__DIRECTIONS__.
Look through the listing for the string "HttpResponse" and copy out every line that holds it.

__DATASET EXCERPTS__.
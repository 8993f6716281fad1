//! 预导入模块，方便使用

pub use super::courses::{
    ActiveModel as CourseActiveModel, Entity as Courses, Model as CourseModel,
};
pub use super::departments::{
    ActiveModel as DepartmentActiveModel, Entity as Departments, Model as DepartmentModel,
};
pub use super::feedbacks::{
    ActiveModel as FeedbackActiveModel, Entity as Feedbacks, Model as FeedbackModel,
};
pub use super::lecturer_courses::{
    ActiveModel as LecturerCourseActiveModel, Entity as LecturerCourses,
    Model as LecturerCourseModel,
};
pub use super::results::{
    ActiveModel as ResultActiveModel, Entity as Results, Model as ResultModel,
};
pub use super::users::{ActiveModel as UserActiveModel, Entity as Users, Model as UserModel};
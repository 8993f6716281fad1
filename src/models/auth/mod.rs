pub mod requests;
pub mod responses;

pub use requests::LoginRequest;
pub use responses::LoginResponse;
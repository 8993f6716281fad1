use actix_web::{HttpRequest, HttpResponse, Result as ActixResult, web};
use once_cell::sync::Lazy;

use crate::middlewares;
use crate::models::users::entities::UserRole;
use crate::services::LecturerService;

// 懒加载的全局 LecturerService 实例
static LECTURER_SERVICE: Lazy<LecturerService> = Lazy::new(LecturerService::new_lazy);

pub async fn my_feedback(req: HttpRequest) -> ActixResult<HttpResponse> {
    LECTURER_SERVICE.my_feedback(&req).await
}

pub async fn my_courses(req: HttpRequest) -> ActixResult<HttpResponse> {
    LECTURER_SERVICE.my_courses(&req).await
}

pub async fn my_students(req: HttpRequest) -> ActixResult<HttpResponse> {
    LECTURER_SERVICE.my_students(&req).await
}

// 配置路由
pub fn configure_lecturer_routes(cfg: &mut web::ServiceConfig) {
    cfg.service(
        web::scope("/api/v1/lecturers")
            .wrap(middlewares::RequireJWT)
            .service(
                web::scope("")
                    .wrap(middlewares::RequireRole::new(&UserRole::Lecturer))
                    .route("/feedback", web::get().to(my_feedback))
                    .route("/courses", web::get().to(my_courses))
                    .route("/students", web::get().to(my_students)),
            ),
    );
}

__TASK OUTPUT__.
use actix_web::{HttpRequest, HttpResponse, Result as ActixResult, web};
pub async fn my_feedback(req: HttpRequest) -> ActixResult<HttpResponse> {
pub async fn my_courses(req: HttpRequest) -> ActixResult<HttpResponse> {
pub async fn my_students(req: HttpRequest) -> ActixResult<HttpResponse> {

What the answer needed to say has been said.